Coming to Earth to take its natural resources is a little bit like digging under the sofa for spare change when you've got five billion dollars in your bank account. There's no shortage of water and metal out there.

Nor does it make sense that they'd come to kidnap us for food, because most likely our biochemical makeup wouldn't be compatible with theirs, and even if it was, humans are not very nutritious and their long maturation rates make them horrible for livestock.

Aliens don't need our living space, either. If they're advanced enough to get here, they're advanced enough to fix whatever problems their planet has and/or build their own space habitats.


Bad Assumption 6: "They'll see us like ants and vermin and won't think twice about killing us!"

For this to be true, aliens would need to be strangely apathetic toward the existence of other life. As established earlier, an alien species would most probably be curious, and it's not far-fetched to think that they'll care about species besides themselves. The ones who would be completely callous toward Earth's life would most likely be those with strong anti-social tendencies, and would most probably be in the minority, just as they are among humans. Although most of us don't think too much about the welfare of ants, most of us don't go out of our way to brutalize them, either.

Some in favor of the ant argument claim that the aliens might not even realize we're here. This argument falls apart when you realize it's clearly obvious that Earth is covered in life even from a distance. If you're looking close enough to figure out what you want to do with Earth and where you want to do it, you're close enough to see that there's life on it - and not just life, but a sapient species. You might argue that they don't know about us because they sent an AI instead and the AI is just doing what it's supposed to do, but that's a terrible argument because at the very least, an AI should be able to detect signs of intelligent life just in case it needs to protect itself from it.

Some argue that aliens will gleefully vivisect us just as Nazis gleefully vivisected Jewish and Romani people during the Holocaust. There are several problems with this. One is that the Nazis were working with relatively primitive mid-20th century technology, and any alien species advanced enough to get here would not be limited thus. Another problem is that the Nazis weren't just apathetic toward those they killed; they were malicious and planned to exterminate all of them eventually. The horrific "research" programs they were forced into were often a means to torture and ultimately dispose of them as much as anything.
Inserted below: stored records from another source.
pub mod geo;
pub mod map;
pub mod viewport;
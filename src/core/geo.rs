use serde::{Deserialize, Serialize};
use std::f64::consts::PI;

/// Web Mercator constants
const EARTH_RADIUS: f64 = 6378137.0;
const MAX_LATITUDE: f64 = 85.0511287798;

/// Pixel width of the world at zoom 0
pub const TILE_SIZE: f64 = 256.0;

/// Represents a geographical coordinate with latitude and longitude
#[derive(Debug, Clone, Copy, PartialEq, Serialize, Deserialize)]
pub struct LatLng {
    pub lat: f64,
    pub lng: f64,
}

impl LatLng {
    /// Creates a new LatLng coordinate
    pub fn new(lat: f64, lng: f64) -> Self {
        Self { lat, lng }
    }

    /// Validates that the coordinates are finite and within valid ranges.
    ///
    /// NaN or infinite components are invalid; records carrying them are
    /// filtered out before clustering so no centroid math ever sees them.
    pub fn is_valid(&self) -> bool {
        self.lat.is_finite()
            && self.lng.is_finite()
            && self.lat >= -90.0
            && self.lat <= 90.0
            && self.lng >= -180.0
            && self.lng <= 180.0
    }

    /// Calculates the distance to another LatLng using the Haversine formula
    pub fn distance_to(&self, other: &LatLng) -> f64 {
        let lat1_rad = self.lat.to_radians();
        let lat2_rad = other.lat.to_radians();
        let delta_lat = (other.lat - self.lat).to_radians();
        let delta_lng = (other.lng - self.lng).to_radians();

        let a = (delta_lat / 2.0).sin().powi(2)
            + lat1_rad.cos() * lat2_rad.cos() * (delta_lng / 2.0).sin().powi(2);
        let c = 2.0 * a.sqrt().atan2((1.0 - a).sqrt());

        EARTH_RADIUS * c
    }

    /// Wraps longitude to [-180, 180] range
    pub fn wrap_lng(lng: f64) -> f64 {
        let wrapped = lng % 360.0;
        if wrapped > 180.0 {
            wrapped - 360.0
        } else if wrapped < -180.0 {
            wrapped + 360.0
        } else {
            wrapped
        }
    }

    /// Clamps latitude to the Web Mercator projectable range
    pub fn clamp_lat(lat: f64) -> f64 {
        lat.clamp(-MAX_LATITUDE, MAX_LATITUDE)
    }

    /// Projects to world pixel coordinates at the given integer zoom level.
    ///
    /// The world is `TILE_SIZE * 2^zoom` pixels wide; y grows southward.
    pub fn project_at(&self, zoom: u8) -> Point {
        let scale = TILE_SIZE * 2_f64.powi(zoom as i32);
        let lat_rad = Self::clamp_lat(self.lat).to_radians();

        let x = (self.lng + 180.0) / 360.0 * scale;
        let y = (1.0 - lat_rad.tan().asinh() / PI) / 2.0 * scale;
        Point::new(x, y)
    }

    /// Creates a LatLng from world pixel coordinates at the given zoom level
    pub fn unproject_at(point: Point, zoom: u8) -> Self {
        let scale = TILE_SIZE * 2_f64.powi(zoom as i32);

        let lng = point.x / scale * 360.0 - 180.0;
        let lat = (PI * (1.0 - 2.0 * point.y / scale)).sinh().atan().to_degrees();
        Self::new(lat, lng)
    }
}

impl Default for LatLng {
    fn default() -> Self {
        Self::new(0.0, 0.0)
    }
}

/// Represents a point in screen or projected pixel coordinates
#[derive(Debug, Clone, Copy, PartialEq, Serialize, Deserialize)]
pub struct Point {
    pub x: f64,
    pub y: f64,
}

impl Point {
    pub fn new(x: f64, y: f64) -> Self {
        Self { x, y }
    }

    pub fn add(&self, other: &Point) -> Point {
        Point::new(self.x + other.x, self.y + other.y)
    }

    pub fn subtract(&self, other: &Point) -> Point {
        Point::new(self.x - other.x, self.y - other.y)
    }

    pub fn multiply(&self, scalar: f64) -> Point {
        Point::new(self.x * scalar, self.y * scalar)
    }

    pub fn distance_to(&self, other: &Point) -> f64 {
        let dx = self.x - other.x;
        let dy = self.y - other.y;
        (dx * dx + dy * dy).sqrt()
    }

    pub fn floor(&self) -> Point {
        Point::new(self.x.floor(), self.y.floor())
    }
}

impl Default for Point {
    fn default() -> Self {
        Self::new(0.0, 0.0)
    }
}

/// Represents a bounding box of geographical coordinates
#[derive(Debug, Clone, Copy, PartialEq, Serialize, Deserialize)]
pub struct LatLngBounds {
    pub south_west: LatLng,
    pub north_east: LatLng,
}

impl LatLngBounds {
    pub fn new(south_west: LatLng, north_east: LatLng) -> Self {
        Self {
            south_west,
            north_east,
        }
    }

    /// Creates bounds from individual coordinates
    pub fn from_coords(south: f64, west: f64, north: f64, east: f64) -> Self {
        Self::new(LatLng::new(south, west), LatLng::new(north, east))
    }

    /// Checks if the bounds contain a point
    pub fn contains(&self, point: &LatLng) -> bool {
        point.lat >= self.south_west.lat
            && point.lat <= self.north_east.lat
            && point.lng >= self.south_west.lng
            && point.lng <= self.north_east.lng
    }

    /// Checks if the bounds intersect with another bounds
    pub fn intersects(&self, other: &LatLngBounds) -> bool {
        !(other.north_east.lat < self.south_west.lat
            || other.south_west.lat > self.north_east.lat
            || other.north_east.lng < self.south_west.lng
            || other.south_west.lng > self.north_east.lng)
    }

    /// Extends the bounds to include a point
    pub fn extend(&mut self, point: &LatLng) {
        self.south_west.lat = self.south_west.lat.min(point.lat);
        self.south_west.lng = self.south_west.lng.min(point.lng);
        self.north_east.lat = self.north_east.lat.max(point.lat);
        self.north_east.lng = self.north_east.lng.max(point.lng);
    }

    /// Gets the center point of the bounds
    pub fn center(&self) -> LatLng {
        LatLng::new(
            (self.south_west.lat + self.north_east.lat) / 2.0,
            (self.south_west.lng + self.north_east.lng) / 2.0,
        )
    }

    /// Gets the span of the bounds
    pub fn span(&self) -> LatLng {
        LatLng::new(
            self.north_east.lat - self.south_west.lat,
            self.north_east.lng - self.south_west.lng,
        )
    }
}

#[cfg(test)]
mod tests {
    use super::*;

    #[test]
    fn test_lat_lng_creation() {
        let coord = LatLng::new(40.7128, -74.0060);
        assert_eq!(coord.lat, 40.7128);
        assert_eq!(coord.lng, -74.0060);
        assert!(coord.is_valid());
    }

    #[test]
    fn test_nan_coordinates_are_invalid() {
        assert!(!LatLng::new(f64::NAN, 10.0).is_valid());
        assert!(!LatLng::new(10.0, f64::NAN).is_valid());
        assert!(!LatLng::new(f64::INFINITY, 0.0).is_valid());
        assert!(!LatLng::new(91.0, 0.0).is_valid());
        assert!(!LatLng::new(0.0, 181.0).is_valid());
    }

    #[test]
    fn test_lat_lng_distance() {
        let nyc = LatLng::new(40.7128, -74.0060);
        let la = LatLng::new(34.0522, -118.2437);
        let distance = nyc.distance_to(&la);

        // Distance should be approximately 3944 km
        assert!((distance - 3944000.0).abs() < 10000.0);
    }

    #[test]
    fn test_project_round_trip() {
        let coord = LatLng::new(59.3293, 18.0686); // Stockholm
        for zoom in [0u8, 3, 10, 18] {
            let projected = coord.project_at(zoom);
            let back = LatLng::unproject_at(projected, zoom);
            assert!((back.lat - coord.lat).abs() < 1e-6);
            assert!((back.lng - coord.lng).abs() < 1e-6);
        }
    }

    #[test]
    fn test_projection_doubles_per_zoom() {
        let coord = LatLng::new(10.0, 10.0);
        let p3 = coord.project_at(3);
        let p4 = coord.project_at(4);
        assert!((p4.x - p3.x * 2.0).abs() < 1e-9);
        assert!((p4.y - p3.y * 2.0).abs() < 1e-9);
    }

    #[test]
    fn test_bounds_contains() {
        let bounds = LatLngBounds::from_coords(40.0, -75.0, 41.0, -73.0);
        let point_inside = LatLng::new(40.5, -74.0);
        let point_outside = LatLng::new(42.0, -74.0);

        assert!(bounds.contains(&point_inside));
        assert!(!bounds.contains(&point_outside));
    }
}
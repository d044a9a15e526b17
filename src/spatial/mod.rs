pub mod clustering;
pub mod index;
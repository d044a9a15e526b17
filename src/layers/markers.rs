use crate::prelude::HashMap;
use crate::{
    core::geo::LatLng,
    spatial::clustering::{ClusterPass, Feature},
    store::pins::PinSummary,
    surface::{MapSurface, MarkerHandle},
};
use fxhash::FxHasher;
use std::hash::{Hash, Hasher};

/// What a marker looks like on the surface
#[derive(Debug, Clone, PartialEq)]
pub enum MarkerVisual {
    /// Aggregate marker showing how many pins it stands for
    Cluster { count: usize },
    /// Single-pin marker, color-coded by the pin's country
    Pin { pin_id: String, color: [u8; 3] },
}

/// Fixed palette a country name hashes into, so all pins of one country
/// share a color across sessions
const COUNTRY_PALETTE: [[u8; 3]; 10] = [
    [230, 57, 70],
    [244, 162, 97],
    [233, 196, 106],
    [42, 157, 143],
    [38, 70, 83],
    [108, 117, 125],
    [97, 61, 193],
    [214, 40, 140],
    [0, 119, 182],
    [67, 170, 139],
];

pub fn country_color(country_name: &str) -> [u8; 3] {
    let mut hasher = FxHasher::default();
    country_name.hash(&mut hasher);
    COUNTRY_PALETTE[(hasher.finish() % COUNTRY_PALETTE.len() as u64) as usize]
}

/// What a marker click should do
#[derive(Debug, Clone, PartialEq)]
pub enum ClickAction {
    /// Cluster marker: fly to the centroid at its expansion zoom
    FlyTo { center: LatLng, zoom: f64 },
    /// Single marker: open the pin's detail popup
    ShowPin(PinSummary),
}

enum Rendered {
    Cluster { center: LatLng, expansion_zoom: u8 },
    Pin(PinSummary),
}

/// Synchronizes on-screen markers with the latest clustering pass.
///
/// The one component allowed to mutate the surface's marker layer. Every
/// apply removes all previously added markers and drops their handles before
/// adding the new set, so no stale handle can keep a click handler alive.
pub struct MarkerSync {
    rendered: HashMap<MarkerHandle, Rendered>,
    order: Vec<MarkerHandle>,
    last_applied_seq: u64,
}

impl MarkerSync {
    pub fn new() -> Self {
        Self {
            rendered: HashMap::default(),
            order: Vec::new(),
            last_applied_seq: 0,
        }
    }

    /// Sequence number of the pass currently on screen
    pub fn applied_seq(&self) -> u64 {
        self.last_applied_seq
    }

    pub fn marker_count(&self) -> usize {
        self.order.len()
    }

    /// Applies one clustering pass to the surface.
    ///
    /// `seq` is the sequence number stamped when the triggering viewport
    /// event was observed. A pass older than the newest already applied is
    /// discarded untouched — the last-started computation wins, which is how
    /// a slow stale fetch is kept from overwriting a fresher viewport.
    pub fn apply<S: MapSurface>(&mut self, surface: &mut S, seq: u64, pass: &ClusterPass) -> bool {
        if seq < self.last_applied_seq {
            log::debug!(
                "discarding stale cluster pass (seq {seq} < {})",
                self.last_applied_seq
            );
            return false;
        }
        self.last_applied_seq = seq;

        for handle in self.order.drain(..) {
            surface.remove_marker(handle);
        }
        self.rendered.clear();

        for feature in pass.features() {
            let (position, visual, rendered) = match feature {
                Feature::Cluster(c) => (
                    c.centroid,
                    MarkerVisual::Cluster {
                        count: c.member_count,
                    },
                    Rendered::Cluster {
                        center: c.centroid,
                        expansion_zoom: c.expansion_zoom,
                    },
                ),
                Feature::Single(pin) => (
                    pin.coords,
                    MarkerVisual::Pin {
                        pin_id: pin.id.clone(),
                        color: country_color(&pin.country_name),
                    },
                    Rendered::Pin(pin.summary()),
                ),
            };
            let handle = surface.add_marker(position, visual);
            self.order.push(handle);
            self.rendered.insert(handle, rendered);
        }
        true
    }

    /// Resolves a click on one of the currently rendered markers
    pub fn click(&self, handle: MarkerHandle, max_zoom: f64) -> Option<ClickAction> {
        match self.rendered.get(&handle)? {
            Rendered::Cluster {
                center,
                expansion_zoom,
            } => Some(ClickAction::FlyTo {
                center: *center,
                zoom: (*expansion_zoom as f64).min(max_zoom),
            }),
            Rendered::Pin(summary) => Some(ClickAction::ShowPin(summary.clone())),
        }
    }

    /// Removes everything from the surface, e.g. after a failed refresh
    pub fn clear<S: MapSurface>(&mut self, surface: &mut S) {
        for handle in self.order.drain(..) {
            surface.remove_marker(handle);
        }
        self.rendered.clear();
    }
}

impl Default for MarkerSync {
    fn default() -> Self {
        Self::new()
    }
}
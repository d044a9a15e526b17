pub mod markers;
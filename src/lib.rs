//! # pinmap
//!
//! The portable core of a travel/destination-pinning map application.
//!
//! Geotagged pins live in a remote store; this crate groups the in-viewport
//! pins into clusters per zoom level, keeps on-screen markers in sync with
//! every viewport change, routes marker clicks to cluster expansion or a pin
//! detail popup, and manages engagement counters and a local saved-pins list.
//! The interactive map renderer itself is an external collaborator reached
//! through the [`surface::MapSurface`] trait.

pub mod core;
pub mod events;
pub mod layers;
pub mod prelude;
pub mod remote;
pub mod spatial;
pub mod store;
pub mod surface;
pub mod ui;

// Re-export public API
pub use crate::core::{
    geo::{LatLng, LatLngBounds, Point},
    map::{PinDraft, PinMap},
    viewport::Viewport,
};

pub use layers::markers::{ClickAction, MarkerSync, MarkerVisual};

pub use spatial::{
    clustering::{ClusterConfig, ClusterPass, Clusterer, Feature},
    index::PinIndex,
};

pub use store::{
    counters::{CounterKind, Engagement},
    pins::{MemoryPinStore, NewPin, Pin, PinFilter, PinPatch, PinStore, PinSummary, RestPinStore},
    saved::{KeyValueStorage, MemoryStorage, SavedPins},
};

pub use remote::{
    geocode::{Geocoder, NominatimGeocoder, PlaceLabel},
    storage::{HttpObjectStorage, ObjectStorage},
};

pub use events::{EventBus, MapEvent};

pub use surface::{MapSurface, MarkerHandle};

pub use ui::popup::{PinPopup, PopupManager};

/// Result type used throughout the library
pub type Result<T> = std::result::Result<T, PinMapError>;

/// Common error types
#[derive(Debug, thiserror::Error)]
pub enum PinMapError {
    #[error("IO error: {0}")]
    Io(#[from] std::io::Error),

    #[error("Network error: {0}")]
    Network(#[from] reqwest::Error),

    #[error("Serialization error: {0}")]
    Serialization(#[from] serde_json::Error),

    #[error("Invalid coordinates: {0}")]
    InvalidCoordinates(String),

    #[error("Pin store error: {0}")]
    Store(String),

    #[error("Image upload error: {0}")]
    Upload(String),

    #[error("Geocoding error: {0}")]
    Geocode(String),

    #[error("Unknown pin: {0}")]
    UnknownPin(String),
}

/// Error type alias for convenience
pub type Error = PinMapError;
You might argue that while they care about the survival of other species as a whole, they aren't too concerned with the welfare of a few individuals. After all, scientists who study animals will sometimes dissect a few to learn about the species as a whole. It's not that aliens like this would hate us, let alone want to exterminate us; it's just that they think it's justifiable to kill a few of us to learn how our species works. But even if they were more focused on humanity as a whole, we can still presume that they wouldn't just resort to messy dissections if they had any neater and tidier methods available to them for practicality's sake. We can also suppose that most of them probably aren't going to want to cause unnecessary pain to their subjects. Plus as explored in Things To Know If Your Character Will Be Augmented Or Experimented Upon, actually killing your subjects is often counterproductive to gaining scientific information.